Harouna Kabore, Ministre du Commerce, de l’Industrie et de l’Artisanat du Burkina Faso, préside un comité chargé de contribuer à la relance du secteur cotonnier. Il a déclaré lors d'un atelier en mars qu'il était confiant dans un retournement de la situation à compter de la saison 2019-2020. Il a déclaré que les efforts en cours s'inscrivaient dans les « stratégies à moyen et long terme visant à améliorer durablement les performances agronomiques et socio-économiques du secteur du coton ».

 

 

La nécessité du retour aux OGM

 

Traoré, cependant, s'est demandé pourquoi les stratégies de relance du secteur n'incluaient pas une incitation à la réintroduction du cotonnier GM. Il a critiqué les conclusions de la réunion car elles ne préconisaient pas un retour immédiat de la technologie des OGM au bénéfice des producteurs de coton.

 

Les scientifiques ont averti que le déclin se poursuivra si les semences de cotonnier GM ne sont pas réintroduites. « Face à l’obstination des dirigeants à ne garder que le coton conventionnel, de nombreux producteurs de coton menacent d’abandonner à nouveau la production de coton pour la saison à venir », a-t-il déclaré à l'Alliance pour la Science. « À l'OFAB-Burkina, nous restons convaincus qu'il ne sera pas possible de relancer véritablement la filière coton au Burkina sans le retour de la technologie Bt dans la graine de coton.
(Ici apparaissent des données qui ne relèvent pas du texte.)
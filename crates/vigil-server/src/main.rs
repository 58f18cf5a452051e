use anyhow::Result;
use std::path::Path;
use std::sync::Arc;
use std::time::Duration;
use tokio::signal;
use tokio::sync::watch;
use tracing_subscriber::EnvFilter;
use vigil_incident::{IncidentDetector, MaintenanceOracle};
use vigil_probe::ProbeSet;
use vigil_server::aggregator::Aggregator;
use vigil_server::config::Config;
use vigil_server::runner::Runner;
use vigil_server::scheduler::Scheduler;
use vigil_storage::Store;

#[tokio::main]
async fn main() -> Result<()> {
    rustls::crypto::ring::default_provider()
        .install_default()
        .map_err(|e| anyhow::anyhow!("failed to install default CryptoProvider: {e:?}"))?;

    tracing_subscriber::fmt()
        .with_env_filter(EnvFilter::from_default_env().add_directive("vigil=info".parse()?))
        .init();

    let config_path = std::env::args()
        .nth(1)
        .unwrap_or_else(|| "config/vigil.toml".to_string());
    let config = Config::load(&config_path)?;

    tracing::info!(
        config = %config_path,
        monitors = config.monitors.len(),
        db = %config.data.db_path,
        "vigil starting"
    );

    // Explicit wiring: every shared resource (store, maintenance map, worker
    // pool) is a construction parameter, not process-global state.
    let store = Arc::new(Store::open(Path::new(&config.data.db_path))?);
    let oracle = Arc::new(MaintenanceOracle::new(store.clone()));
    let detector = Arc::new(IncidentDetector::new(
        store.clone(),
        oracle.clone(),
        config.incident.failure_threshold,
    ));
    let probes = Arc::new(ProbeSet::new(config.probe_config())?);
    let runner = Arc::new(Runner::new(probes));
    let scheduler = Arc::new(Scheduler::new(
        store.clone(),
        runner,
        detector.clone(),
        oracle,
        config.scheduler.worker_concurrency,
        Duration::from_secs(config.scheduler.tick_seconds),
    ));

    scheduler.reload(config.monitors.clone()).await?;

    // Surface incident transitions in the log; an external notifier would
    // subscribe the same way.
    let mut incident_events = detector.subscribe();
    let event_log = tokio::spawn(async move {
        while let Ok(event) = incident_events.recv().await {
            tracing::info!(
                kind = ?event.kind,
                monitor_id = event.monitor_id,
                incident_id = event.incident_id,
                severity = ?event.severity,
                "incident lifecycle event"
            );
        }
    });

    let aggregator = Arc::new(Aggregator::new(
        store,
        config.data.retention_days,
        config.data.incidents_retention_days,
    ));
    if let Err(e) = aggregator.backfill() {
        tracing::error!(error = %e, "status history backfill failed");
    }

    let (shutdown_tx, shutdown_rx) = watch::channel(false);
    let aggregator_handle = tokio::spawn(aggregator.run(shutdown_rx));

    let scheduler_task = {
        let scheduler = scheduler.clone();
        tokio::spawn(async move { scheduler.run().await })
    };

    wait_for_signal().await;
    tracing::info!("shutting down");

    let _ = shutdown_tx.send(true);
    scheduler
        .shutdown(Duration::from_secs(config.scheduler.shutdown_grace_seconds))
        .await;
    let _ = scheduler_task.await;
    let _ = aggregator_handle.await;
    event_log.abort();

    tracing::info!("vigil stopped");
    Ok(())
}

/// SIGINT and SIGTERM both trigger graceful shutdown.
async fn wait_for_signal() {
    #[cfg(unix)]
    {
        let mut sigterm = match signal::unix::signal(signal::unix::SignalKind::terminate()) {
            Ok(sigterm) => sigterm,
            Err(e) => {
                tracing::error!(error = %e, "failed to install SIGTERM handler");
                let _ = signal::ctrl_c().await;
                return;
            }
        };
        tokio::select! {
            _ = signal::ctrl_c() => {}
            _ = sigterm.recv() => {}
        }
    }
    #[cfg(not(unix))]
    {
        let _ = signal::ctrl_c().await;
    }
}
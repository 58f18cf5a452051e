//! Boolean condition expressions evaluated against a probe context.
//!
//! A condition is a single-line expression of the form `lhs OP rhs`, where
//! either side is a `[KEY]` placeholder or a literal, e.g.
//! `[STATUS] == 200` or `[BODY].status == 'healthy'`. Each condition is
//! parsed once into a small AST at configuration load and evaluated by
//! walking the AST; parse or evaluation faults make that condition `false`
//! and never propagate.

pub mod eval;
pub mod parser;


use vigil_common::{ConditionOutcome, ProbeContext};

pub use parser::{Condition, Op};

/// Parses every condition string up front. Unparseable conditions are kept
/// (they evaluate to `false`) so outcomes stay parallel to the input list.
pub fn parse_all(conditions: &[String]) -> Vec<Condition> {
    conditions.iter().map(|c| Condition::parse(c)).collect()
}

/// Evaluates all conditions in order against one probe context.
pub fn evaluate_all(conditions: &[Condition], context: &ProbeContext) -> Vec<ConditionOutcome> {
    conditions
        .iter()
        .map(|condition| ConditionOutcome {
            condition: condition.raw().to_string(),
            passed: condition.evaluate(context),
        })
        .collect()
}
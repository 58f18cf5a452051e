/// Errors surfaced by the storage layer.
#[derive(Debug, thiserror::Error)]
pub enum StorageError {
    /// An underlying SQLite error.
    #[error("storage: SQLite error: {0}")]
    Sqlite(#[from] rusqlite::Error),

    /// Filesystem-level failure while opening the database.
    #[error("storage: io error: {0}")]
    Io(#[from] std::io::Error),

    /// A persisted value could not be interpreted (bad enum string, bad
    /// timestamp). Indicates external modification or a schema drift bug.
    #[error("storage: invalid value in column '{column}': {detail}")]
    InvalidColumn {
        column: &'static str,
        detail: String,
    },
}

/// Convenience alias for storage operations.
pub type Result<T> = std::result::Result<T, StorageError>;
Le Burkina demeure donc une étude de cas sur la rentabilité de la culture du coton Bt dans le monde. »

 

L'Union Nationale des Producteurs de Coton du Burkina Faso (UNPCB) a toujours manifesté son soutien à la technologie GM et a plaidé pour son retour afin de contribuer à la durabilité de l'industrie du coton. Dans un communiqué de presse publié en février 2018, l'association a déclaré: « L'UNPCB est pour le cotonnier génétiquement modifié, car nous sommes tous conscients de ses avantages […] L'UNPCB s'est engagée à trouver rapidement une solution pour le retour du cotonnier génétiquement modifié, en collaboration avec les entreprises et le gouvernement. »

 

________________

 

* Source : https://allianceforscience.cornell.edu/blog/2019/04/burkina-faso-cotton-production-plummets-phasing-gmo-crop/

 

 

Ma note

 

Je n'ai pas retrouvé cette dernière déclaration de l'UNPCB. Mais il y a eu ceci :

 

« Le coton génétiquement modifié (CGM) est loin de faire l’unanimité au Burkina Faso. Le marché des négoces est exigeant quant à la qualité des fibres et de la couleur du coton. Monsanto, la firme américaine, proposait aux cotonculteurs burkinabè des fibres courtes qui remettaient en cause le label envié des producteurs du Faso. En collaboration avec les acteurs de la filière coton dont l’UNPCB, l’Association interprofessionnelle de coton du Burkina (AICB) a décidé de la suspension temporaire du CGM au profit du conventionnel.

 

L’UNPCB au cours de cette rencontre, a précisé qu’elle est pour la culture du CGM à condition qu’elle prenne en compte les critères du marché international, c’est-à-dire du coton avec des fibres longues. "Nous voulons des OGM qui font l’affaire des producteurs. Depuis que nous avons abandonné le CGM, la fibre du Burkina est recherchée. Nous répondons aux normes que les clients recherchent. Nous souhaitons produire du coton génétiquement modifié conforme aux caractéristiques du coton conventionnel que nous emblavons en ce moment", souligne le premier vice-président de l’UNPCB Yacouba KOURA. »

 

On tourne en rond ! Il n'y a aucune raison qui empêche de produire des variétés GM de cotonnier répondant aux exigences des industriels et du marché quant à la qualité de la fibre.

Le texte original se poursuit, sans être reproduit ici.